Concretamente, esse desmonte passa pela implementação de três políticas estatais específicas. A primeira delas é a política de privatização das atividades estatais – não só a desestatização de empresas públicas, geradoras de produtos industriais ou serviços pessoais, como até mesmo a desestatização de atividades administrativas, tais como o serviço penitenciário, o Banco Central, a receita federal etc… A segunda delas é a política de desregulamentação, isto é, a redução da atividade reguladora e disciplinadora do Estado no terreno da economia (em geral) e das relações de trabalho (em particular). A última dessas políticas é a de abertura da economia ao capital internacional: eliminação incondicional das reservas de mercado e do protecionismo econômico. A implementação de tais políticas implica seguramente uma mudança do padrão de intervenção do Estado capitalista na economia; mas não necessariamente – ao contrário do que se poderia apressadamente pensar – a retração radical de toda espécie de atividade estatal ou a redução drástica do volume global do gasto público. Toda a “operação de desmonte” tem custos nada desprezíveis. A desativação das políticas de independência econômica nacional, de bem-estar social, de pleno emprego e de mediação dos conflitos sócio-econômicos tende a suscitar a hipertrofia da ação desregulamentadora do Estado e, correlatamente, a montagem de uma infra-estrutura específica de apoio a essa modalidade de ação.
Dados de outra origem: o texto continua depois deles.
// Due-Job Claimer - claim loop
//
// Claims are serialized by a store-side lock and skip rows other
// transactions hold, so any number of claimers may run against one table.

use crate::application::resolver::DispatchResolver;
use crate::application::worker::constants::{
    DEFAULT_CLAIM_BATCH_SIZE, DEFAULT_CLAIM_LOCK_KEY, ERROR_RECOVERY_SLEEP_DURATION,
    IDLE_SLEEP_DURATION,
};
use crate::application::worker::ShutdownToken;
use crate::error::Result;
use crate::port::{per_second, JobStore, Metric, MetricsSink, TimeProvider};
use std::sync::Arc;
use std::time::{Duration, Instant};
use tokio::time::sleep;
use tracing::{debug, error, info, warn};

#[derive(Debug, Clone)]
pub struct ClaimerConfig {
    pub batch_size: i64,
    pub lock_key: i64,
    pub idle_sleep: Duration,
    pub error_sleep: Duration,
}

impl Default for ClaimerConfig {
    fn default() -> Self {
        Self {
            batch_size: DEFAULT_CLAIM_BATCH_SIZE,
            lock_key: DEFAULT_CLAIM_LOCK_KEY,
            idle_sleep: IDLE_SLEEP_DURATION,
            error_sleep: ERROR_RECOVERY_SLEEP_DURATION,
        }
    }
}

pub struct DueJobClaimer {
    name: String,
    store: Arc<dyn JobStore>,
    resolver: Arc<DispatchResolver>,
    metrics: Arc<dyn MetricsSink>,
    time_provider: Arc<dyn TimeProvider>,
    config: ClaimerConfig,
}

impl DueJobClaimer {
    pub fn new(
        name: impl Into<String>,
        store: Arc<dyn JobStore>,
        resolver: Arc<DispatchResolver>,
        metrics: Arc<dyn MetricsSink>,
        time_provider: Arc<dyn TimeProvider>,
        config: ClaimerConfig,
    ) -> Self {
        Self {
            name: name.into(),
            store,
            resolver,
            metrics,
            time_provider,
            config,
        }
    }

    /// Run claim loop with graceful shutdown support
    ///
    /// A claim already sent to the store is always awaited; shutdown only
    /// interrupts the sleeps between claims.
    pub async fn run(&self, mut shutdown: ShutdownToken) -> Result<()> {
        info!(
            claimer = %self.name,
            batch_size = self.config.batch_size,
            lock_key = self.config.lock_key,
            "Claimer started"
        );
        loop {
            if shutdown.is_shutdown() {
                info!(claimer = %self.name, "Claimer shutting down");
                break;
            }
            match self.claim_once().await {
                Ok(0) => {
                    tokio::select! {
                        _ = sleep(self.config.idle_sleep) => {},
                        _ = shutdown.wait() => {
                            info!(claimer = %self.name, "Claimer interrupted during idle");
                            break;
                        }
                    }
                }
                Ok(_) => {}
                Err(e) => {
                    error!(claimer = %self.name, error = %e, "Claim failed");
                    tokio::select! {
                        _ = sleep(self.config.error_sleep) => {},
                        _ = shutdown.wait() => {
                            info!(claimer = %self.name, "Claimer interrupted during error recovery");
                            break;
                        }
                    }
                }
            }
        }
        info!(claimer = %self.name, "Claimer stopped");
        Ok(())
    }

    /// One claim round trip followed by dispatch. Returns the number of jobs claimed.
    ///
    /// Only the claim itself can fail; resolver errors are logged and the
    /// affected rows are left for the reconciler.
    pub async fn claim_once(&self) -> Result<usize> {
        let started = Instant::now();
        let now = self.time_provider.now();

        let mut claimed = self
            .store
            .claim_due(now, self.config.batch_size, self.config.lock_key)
            .await?;

        self.metrics.record(
            Metric::ClaimRate,
            per_second(claimed.len() as u64, started.elapsed()),
        );

        if claimed.is_empty() {
            debug!(claimer = %self.name, "No due jobs");
            return Ok(0);
        }

        claimed.sort_by_key(|job| (job.priority, job.due_at, job.id));

        let total_delay_ms: i64 = claimed
            .iter()
            .map(|job| (now - job.due_at).num_milliseconds())
            .sum();
        let avg_delay_secs = total_delay_ms as f64 / 1000.0 / claimed.len() as f64;
        self.metrics.record(Metric::DueDelay, avg_delay_secs);

        let ids: Vec<_> = claimed.iter().map(|job| job.id).collect();
        match self.resolver.resolve(&ids).await {
            Ok(outcome) => info!(
                claimer = %self.name,
                claimed = ids.len(),
                completed = outcome.completed,
                failed = outcome.failed,
                avg_delay_secs,
                elapsed_ms = started.elapsed().as_millis() as u64,
                "Processed batch"
            ),
            Err(e) => warn!(
                claimer = %self.name,
                claimed = ids.len(),
                error = %e,
                "Batch dispatched but status update failed, leaving rows for reconciliation"
            ),
        }

        Ok(ids.len())
    }
}

#[cfg(test)]
mod tests {
    use super::*;
    use crate::application::worker::shutdown_channel;
    use crate::domain::{Job, JobDefaults, JobStatus, JobTemplate};
    use crate::error::AppError;
    use crate::port::dispatcher::mocks::ScriptedDispatcher;
    use crate::port::job_store::mocks::InMemoryJobStore;
    use crate::port::metrics::mocks::RecordingMetricsSink;
    use crate::port::time_provider::mocks::FixedTimeProvider;
    use crate::port::JobDispatcher;
    use chrono::{DateTime, TimeDelta, TimeZone, Utc};

    struct Harness {
        store: Arc<InMemoryJobStore>,
        dispatcher: Arc<ScriptedDispatcher>,
        metrics: Arc<RecordingMetricsSink>,
        claimer: DueJobClaimer,
    }

    fn now() -> DateTime<Utc> {
        Utc.with_ymd_and_hms(2024, 1, 10, 8, 0, 0).unwrap()
    }

    fn harness(batch_size: i64, dispatcher: ScriptedDispatcher) -> Harness {
        let store = Arc::new(InMemoryJobStore::new());
        let dispatcher = Arc::new(dispatcher);
        let metrics = Arc::new(RecordingMetricsSink::new());
        let resolver = Arc::new(DispatchResolver::new(
            store.clone(),
            dispatcher.clone() as Arc<dyn JobDispatcher>,
            4,
        ));
        let claimer = DueJobClaimer::new(
            "test",
            store.clone(),
            resolver,
            metrics.clone(),
            Arc::new(FixedTimeProvider::new(now())),
            ClaimerConfig {
                batch_size,
                idle_sleep: Duration::from_millis(5),
                error_sleep: Duration::from_millis(5),
                ..ClaimerConfig::default()
            },
        );
        Harness {
            store,
            dispatcher,
            metrics,
            claimer,
        }
    }

    fn seed(store: &InMemoryJobStore, due_at: DateTime<Utc>, priority: i32) -> i64 {
        let defaults = JobDefaults::new(priority, 1).unwrap();
        store.seed(Job::from_template(0, &JobTemplate::new(due_at, "", &defaults)))
    }

    #[tokio::test]
    async fn test_claims_only_due_jobs_in_priority_order() {
        let h = harness(10, ScriptedDispatcher::new_success());
        let late = seed(&h.store, now() - TimeDelta::minutes(5), 2);
        let urgent = seed(&h.store, now() - TimeDelta::minutes(1), 0);
        let future = seed(&h.store, now() + TimeDelta::minutes(1), 0);

        let claimed = h.claimer.claim_once().await.unwrap();
        assert_eq!(claimed, 2);
        assert_eq!(h.dispatcher.calls(), vec![urgent, late]);

        let job = h.store.find_by_id(future).await.unwrap().unwrap();
        assert_eq!(job.status, JobStatus::Initialized);
        let job = h.store.find_by_id(late).await.unwrap().unwrap();
        assert_eq!(job.status, JobStatus::Completed);
    }

    #[tokio::test]
    async fn test_batch_size_limits_claim() {
        let h = harness(2, ScriptedDispatcher::new_success());
        for _ in 0..5 {
            seed(&h.store, now(), 0);
        }

        assert_eq!(h.claimer.claim_once().await.unwrap(), 2);
        assert_eq!(h.claimer.claim_once().await.unwrap(), 2);
        assert_eq!(h.claimer.claim_once().await.unwrap(), 1);
        assert_eq!(h.claimer.claim_once().await.unwrap(), 0);
    }

    #[tokio::test]
    async fn test_records_claim_rate_and_due_delay() {
        let h = harness(10, ScriptedDispatcher::new_success());
        seed(&h.store, now() - TimeDelta::seconds(10), 0);
        seed(&h.store, now() - TimeDelta::seconds(20), 0);

        h.claimer.claim_once().await.unwrap();

        assert_eq!(h.metrics.values(Metric::ClaimRate).len(), 1);
        assert_eq!(h.metrics.values(Metric::DueDelay), vec![15.0]);
    }

    #[tokio::test]
    async fn test_empty_claim_reports_rate_only() {
        let h = harness(10, ScriptedDispatcher::new_success());

        assert_eq!(h.claimer.claim_once().await.unwrap(), 0);
        assert_eq!(h.metrics.values(Metric::ClaimRate), vec![0.0]);
        assert!(h.metrics.values(Metric::DueDelay).is_empty());
    }

    #[tokio::test]
    async fn test_lock_failure_is_returned() {
        let h = harness(10, ScriptedDispatcher::new_success());
        h.store.fail_next_claims(1);

        let err = h.claimer.claim_once().await.unwrap_err();
        assert!(matches!(err, AppError::LockAcquisition(_)));
    }

    #[tokio::test]
    async fn test_run_survives_errors_and_stops_on_shutdown() {
        let h = harness(10, ScriptedDispatcher::new_success());
        h.store.fail_next_claims(2);
        let id = seed(&h.store, now(), 0);

        let (sender, token) = shutdown_channel();
        let claimer = Arc::new(h.claimer);
        let handle = {
            let claimer = Arc::clone(&claimer);
            tokio::spawn(async move { claimer.run(token).await })
        };

        // Two failed claims then a successful one
        for _ in 0..100 {
            if h.dispatcher.calls().contains(&id) {
                break;
            }
            tokio::time::sleep(Duration::from_millis(5)).await;
        }
        assert_eq!(h.dispatcher.calls(), vec![id]);

        sender.shutdown();
        tokio::time::timeout(Duration::from_secs(1), handle)
            .await
            .unwrap()
            .unwrap()
            .unwrap();
    }

    #[tokio::test]
    async fn test_run_returns_immediately_when_already_shut_down() {
        let h = harness(10, ScriptedDispatcher::new_success());
        seed(&h.store, now(), 0);

        let (sender, token) = shutdown_channel();
        sender.shutdown();
        h.claimer.run(token).await.unwrap();

        assert!(h.dispatcher.calls().is_empty());
    }
}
Ela tende igualmente a provocar a expansão de certos itens do gasto público e, no limite, a expansão do próprio volume global do gasto público: se a implementação global da política estatal neoliberal leva ao aumento regular do contingente de desempregados, é inevitável que os governantes neoliberais ampliem – caso queiram preservar minimamente a estabilidade social conquistada no período histórico anterior – os gastos assistenciais com desempregados (1).

Mas o desvio das políticas estatais neoliberais concretas com relação à doutrina do liberalismo econômico, na sua expressão mais radical, tem uma segunda causa. Por mais que os agentes condutores da política estatal nas sociedades capitalistas se inspirem na doutrina econômica liberal, e por maior que seja o apoio social conquistado pelas idéias econômicas liberais, é inevitável a emergência de resistências – mais ou menos localizadas (e emanadas, variavelmente, de certos setores do capital, da classe média ou das classes trabalhadoras) – a certos aspectos da política estatal neoliberal. Essas resistências também contribuem para que se estabeleça uma certa distância entre o liberalismo econômico dos manuais e as políticas estatais concretas inspiradas nos princípios aí contidos. Ou seja: os Estados capitalistas atuais praticam o “neoliberalismo possível” nas condições sócio-econômicas e políticas vigentes.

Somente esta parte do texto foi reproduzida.